Histologically unstable asymptomatic carotid plaques have altered expression of genes involved in chemokine signalling leading to localised plaque inflammation and rupture.

机构信息

Vascular Surgery Group, Department of Cardiovascular Sciences, University of Leicester, LE2 7LX, UK.

出版信息

Eur J Vasc Endovasc Surg. 2013 Feb;45(2):121-7. doi: 10.1016/j.ejvs.2012.11.006. Epub 2012 Dec 21.

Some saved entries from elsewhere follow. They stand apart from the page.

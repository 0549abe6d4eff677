//! Session service - ties together the identity bridge, the OTP guard and email delivery

use std::sync::Arc;

use chrono::Utc;
use latch_cache::KeyValueStore;
use latch_types::{AccessClaims, AuthUser, EmailAddress, TokenPair};
use tracing::{debug, error, info, warn};

use crate::{
    bridge::IdentityBridge,
    config::AuthConfig,
    cookie::{clear_session_cookies, session_cookies, CookiePolicy, SessionCookie},
    crypto::mask_email,
    email::EmailSender,
    otp::OtpGuard,
    provider::{IdentityProvider, OtpOptions},
    token::{to_token_pair, AccessTokenVerifier},
    AuthError,
};

/// Passwordless session service
///
/// Four independent operations share no state beyond the cache:
/// - request a one-time code (provider → cache → email)
/// - verify a code (provider → single-use cache gate → token pair)
/// - refresh a token pair
/// - resolve an access token to its user
pub struct SessionService {
    bridge: IdentityBridge,
    otp: OtpGuard,
    email_sender: Arc<dyn EmailSender>,
    verifier: AccessTokenVerifier,
    cookie_policy: CookiePolicy,
    otp_options: OtpOptions,
}

impl SessionService {
    /// Create a new session service
    pub fn new(
        config: &AuthConfig,
        provider: Arc<dyn IdentityProvider>,
        store: Arc<dyn KeyValueStore>,
        email_sender: Arc<dyn EmailSender>,
    ) -> Result<Self, AuthError> {
        let verifier = AccessTokenVerifier::new(&config.jwt_secret, config.jwt_audience.as_deref())?;

        Ok(Self {
            bridge: IdentityBridge::new(provider, config.provider_timeout),
            otp: OtpGuard::new(store).with_ttl(config.otp_ttl),
            email_sender,
            verifier,
            cookie_policy: CookiePolicy::from_config(config),
            otp_options: OtpOptions {
                should_create_user: config.should_create_user,
                redirect_to: config.email_redirect_to.clone(),
            },
        })
    }

    // =========================================================================
    // One-time codes
    // =========================================================================

    /// Issue a one-time code to `email`.
    ///
    /// The code is cached before it is sent; if the cache write fails nothing
    /// is sent. A failed send leaves the cached code live until it expires.
    pub async fn request_otp(&self, email: &str) -> Result<(), AuthError> {
        let email = EmailAddress::parse(email)?;
        let masked = mask_email(email.as_str());

        let issued = self.bridge.request_otp(&email, &self.otp_options).await?;

        if !self.otp.store(&email, &issued.code).await {
            return Err(AuthError::CacheFailure(
                "could not persist one-time code".to_string(),
            ));
        }

        if let Err(e) = self.email_sender.send_otp(&email, &issued.code).await {
            error!(email = %masked, error = %e, "Failed to dispatch OTP email");
            return Err(match e {
                AuthError::DispatchFailure(_) => e,
                other => AuthError::DispatchFailure(other.to_string()),
            });
        }

        info!(email = %masked, "OTP issued");
        Ok(())
    }

    /// Verify a one-time code and issue a token pair.
    ///
    /// Both the provider and the cache must accept the code; the cache entry
    /// is consumed so each issued code signs in at most once.
    pub async fn verify_otp(&self, email: &str, code: &str) -> Option<TokenPair> {
        let email = match EmailAddress::parse(email) {
            Ok(email) => email,
            Err(e) => {
                debug!(error = %e, "Rejected verification for malformed email");
                return None;
            }
        };
        let code = code.trim();
        if code.is_empty() {
            return None;
        }

        let session = self.bridge.verify_otp(&email, code).await?;

        if !self.otp.consume(&email, code).await {
            warn!(
                email = %mask_email(email.as_str()),
                "Provider accepted OTP without a live cached code"
            );
            return None;
        }

        info!(email = %mask_email(email.as_str()), "OTP verified");
        Some(to_token_pair(&session))
    }

    // =========================================================================
    // Sessions
    // =========================================================================

    /// Exchange a refresh token for a new token pair
    pub async fn refresh_session(&self, refresh_token: &str) -> Option<TokenPair> {
        if refresh_token.is_empty() {
            return None;
        }
        let session = self.bridge.refresh_session(refresh_token).await?;
        Some(to_token_pair(&session))
    }

    /// Resolve an access token to its user via the provider
    pub async fn resolve_user(&self, access_token: &str) -> Option<AuthUser> {
        if access_token.is_empty() {
            return None;
        }
        self.bridge.resolve_user(access_token).await
    }

    /// Verify an access token locally against the shared secret
    pub fn verify_access_token(&self, token: &str) -> Option<AccessClaims> {
        self.verifier.verify(token)
    }

    // =========================================================================
    // Cookies
    // =========================================================================

    /// Access and refresh cookies for `pair`
    pub fn session_cookies(&self, pair: &TokenPair) -> [SessionCookie; 2] {
        session_cookies(pair, Utc::now().timestamp(), &self.cookie_policy)
    }

    /// Cookies that remove both session cookies
    pub fn clear_session_cookies(&self) -> [SessionCookie; 2] {
        clear_session_cookies(self.cookie_policy.secure)
    }
}

impl std::fmt::Debug for SessionService {
    fn fmt(&self, f: &mut std::fmt::Formatter<'_>) -> std::fmt::Result {
        f.debug_struct("SessionService")
            .field("bridge", &self.bridge)
            .field("otp", &self.otp)
            .field("cookie_policy", &self.cookie_policy)
            .field("otp_options", &self.otp_options)
            .finish_non_exhaustive()
    }
}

DOI:10.1016/j.ejvs.2012.11.006
PMID:23265682
Abstract

BACKGROUND

Many studies have evaluated histological and gene expression profiles in TIA/stroke patients after onset of symptoms, but there is limited understanding as to how these plaque related features interact before symptom onset. In particular, no studies have evaluated differential gene expression in histologically unstable (vs stable plaques) in neurologically asymptomatic patients.

METHODS

Nine asymptomatic patients had their plaques scored blindly by two independent Histopathologists using the AHA plaque scoring system. RNA extracted from the plaques was hybridised onto a whole genome microarray. Analysis was performed using GenomeStudio (v1.0) and the DAVID bioinformatics resource (v6.7).

RESULTS

Three plaques were histologically unstable (Grade 2/3), while six were stable (Grade 0/1). 346 differentially expressed genes (>1.3 fold, P < 0.05) were identified (293 down-regulated and 53 up-regulated) between stable and unstable plaques. Genes related to chemokine and protein signalling (pro-inflammatory/pro-apoptotic) were identified to have high enrichment scores (>1.3) and were significantly up-regulated in unstable (asymptomatic) plaques.

CONCLUSION

The findings confirm the intuitively held belief that changes in chemokine and protein signalling may be associated with acute plaque disruption and precede the onset of symptoms. Once validated, these genes could therefore become targets for innovative medical treatments in the future or could help identify asymptomatic patients with histologically unstable plaques that would benefit from surgical intervention.

摘要

背景

许多研究评估了 TIA/中风患者症状发作后的组织学和基因表达谱,但对于这些斑块相关特征在症状发作前如何相互作用,了解有限。特别是,没有研究评估过神经无症状患者中组织学不稳定(与稳定斑块相比)的差异基因表达。

方法

9 名无症状患者的斑块由两位独立的组织病理学家使用 AHA 斑块评分系统进行盲法评分。从斑块中提取的 RNA 杂交到全基因组微阵列上。使用 GenomeStudio(v1.0)和 DAVID 生物信息学资源(v6.7)进行分析。

结果

3 个斑块组织学不稳定(等级 2/3),6 个稳定(等级 0/1)。在稳定和不稳定斑块之间,确定了 346 个差异表达基因(>1.3 倍,P<0.05)(293 个下调和 53 个上调)。与趋化因子和蛋白信号(促炎/促凋亡)相关的基因被鉴定出具有高富集评分(>1.3),并且在不稳定(无症状)斑块中显著上调。

结论

这些发现证实了一个直观的信念,即趋化因子和蛋白信号的变化可能与急性斑块破裂有关,并先于症状发作。一旦得到验证,这些基因可能成为未来创新医学治疗的靶点,或者可以帮助识别具有组织学不稳定斑块的无症状患者,这些患者可能受益于手术干预。